We have low confidence in several outcomes for adults with bulimia:
- CBT may reduce the number of binge episodes, compensatory behaviors, and vomiting compared with waiting list or standard treatment in adults.
- Fluoxetine may reduce binge frequency and have little or no effect on weight compared with placebo in adult women with bulimia.
We have low certainty in several outcomes for people with anorexia:
- CBT combined with family therapy may reduce eating disorder symptoms and increase weight in children and adolescents with anorexia compared with waiting list or standard treatment.
- Fluoxetine for 7–52 weeks may reduce the severity of depression and obsessive-compulsive symptoms compared with placebo in adult women with anorexia.
- Olanzapine may increase weight and have little or no effect on obsessive-compulsive symptoms in adults with anorexia.
Thirteen of the preselected treatments for eating disorders were not summarized or assessed in any recent systematic review, meaning that we do not know whether they are effective treatments. It is also unclear whether any studies have evaluated them. There is a clear need for systematic reviews on these treatments.

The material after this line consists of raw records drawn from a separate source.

//! Bounded line-oriented reads over the byte stream
//!
//! The MIME structure of a BDF file is text, its attachments are not. The
//! scanner reads text a line at a time and binary payloads by exact byte
//! count, keeping track of the absolute stream offset either way.

use std::io::{BufRead, Read};

use super::mime::{closing_delimiter, delimiter, split_header_field};
use super::BdfError;

pub(crate) struct LineScanner<R: BufRead> {
    inner: R,
    current: String,
    offset: u64,
    eof: bool,
    buf: Vec<u8>,
}

impl<R: BufRead> LineScanner<R> {
    pub(crate) fn new(inner: R) -> Self {
        Self {
            inner,
            current: String::new(),
            offset: 0,
            eof: false,
            buf: Vec::with_capacity(256),
        }
    }

    /// Byte offset of the next unread byte
    pub(crate) fn position(&self) -> u64 {
        self.offset
    }

    /// The line most recently read, without its line terminator
    pub(crate) fn current_line(&self) -> &str {
        &self.current
    }

    /// Read the next line into the current line buffer
    ///
    /// Past the end of the stream every line reads as empty.
    pub(crate) fn next_line(&mut self) -> Result<&str, BdfError> {
        self.buf.clear();
        let n = self.inner.read_until(b'\n', &mut self.buf)?;
        self.offset += n as u64;
        if n == 0 {
            self.eof = true;
        }

        while matches!(self.buf.last(), Some(b'\n' | b'\r')) {
            self.buf.pop();
        }
        self.current = String::from_utf8_lossy(&self.buf).into_owned();
        Ok(&self.current)
    }

    /// Read lines until an empty one
    ///
    /// At most `max_lines` other lines may come first, so up to
    /// `max_lines + 1` lines are read.
    pub(crate) fn skip_until_empty_line(&mut self, max_lines: usize) -> Result<(), BdfError> {
        for _ in 0..=max_lines {
            let empty = self.next_line()?.trim().is_empty();
            if empty && !self.eof {
                return Ok(());
            }
            log::trace!("skipping '{}'", self.current);
        }
        Err(self.bound_exceeded(format!(
            "could not find an empty line within {} lines",
            max_lines
        )))
    }

    /// Read lines until one opens with the boundary delimiter, skipping at
    /// most `max_lines` lines before it
    pub(crate) fn require_boundary(&mut self, boundary: &str, max_lines: usize) -> Result<(), BdfError> {
        let wanted = delimiter(boundary);
        for _ in 0..=max_lines {
            if self.next_line()?.starts_with(&wanted) {
                return Ok(());
            }
        }
        Err(self.bound_exceeded(format!(
            "could not find the boundary '{}' within {} lines",
            wanted, max_lines
        )))
    }

    /// Accumulate lines until one opens with the boundary delimiter
    ///
    /// Lines are trimmed and joined with `\n`. The body may hold at most
    /// `max_lines` lines; the delimiter line is read on top of those and
    /// left as the current line.
    pub(crate) fn accumulate_until_boundary(
        &mut self,
        boundary: &str,
        max_lines: usize,
    ) -> Result<String, BdfError> {
        let wanted = delimiter(boundary);
        let mut lines: Vec<String> = Vec::new();
        for _ in 0..=max_lines {
            let line = self.next_line()?;
            if line.starts_with(&wanted) {
                return Ok(lines.join("\n"));
            }
            lines.push(line.trim().to_string());
        }
        Err(self.bound_exceeded(format!(
            "could not find the boundary '{}' within {} lines",
            wanted, max_lines
        )))
    }

    /// Read the next line and require it to be the header field `name`
    ///
    /// `name` must be uppercase. Returns the trimmed field value.
    pub(crate) fn require_header_field(&mut self, name: &str) -> Result<String, BdfError> {
        let offset = self.offset;
        self.next_line()?;
        if self.eof {
            return Err(BdfError::format(
                format!("unexpected end of stream while looking for '{}'", name),
                offset,
            ));
        }
        match split_header_field(&self.current) {
            Some((field, value)) if field == name => Ok(value),
            _ => Err(BdfError::format(
                format!("expected header field '{}', found '{}'", name, self.current),
                offset,
            )),
        }
    }

    /// Whether the current line opens with the delimiter of `boundary`
    pub(crate) fn at_boundary(&self, boundary: &str) -> bool {
        self.current.starts_with(&delimiter(boundary))
    }

    /// Whether the current line is the closing delimiter of `boundary`
    pub(crate) fn at_closing_boundary(&self, boundary: &str) -> bool {
        self.current.trim_end() == closing_delimiter(boundary)
    }

    /// Read up to `len` bytes, fewer only if the stream ends
    pub(crate) fn read_bytes(&mut self, len: usize) -> Result<Vec<u8>, BdfError> {
        let mut data = Vec::with_capacity(len.min(1 << 20));
        let n = Read::take(&mut self.inner, len as u64).read_to_end(&mut data)?;
        self.offset += n as u64;
        if n < len {
            self.eof = true;
        }
        Ok(data)
    }

    fn bound_exceeded(&self, message: String) -> BdfError {
        BdfError::format(message, self.offset)
    }
}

For six of the 22 prioritized treatments, the available systematic reviews were rated as low or critically low in methodological quality using AMSTAR-2. Thus, there is a need for systematic reviews of higher (high or moderate) methodological quality for these treatments.
Discussion
Our umbrella review examines the effect of treatments for eating disorders. A total of 165 systematic reviews were included, and 22 treatment types were assessed in detail. We based our synthesis on the most recent high- or moderate-quality reviews. It should be emphasized that even the best systematic review cannot provide stronger conclusions than the quality of the included primary studies allows. A high-quality systematic review can include low-quality studies (with high risk of bias), and conversely, a low-quality review can include high-quality primary studies.
Conclusion
Our main conclusion is that there is a general lack of strong evidence due to a shortage of large, well-conducted randomized controlled trials. Cognitive behavioral therapy was the most frequently studied treatment.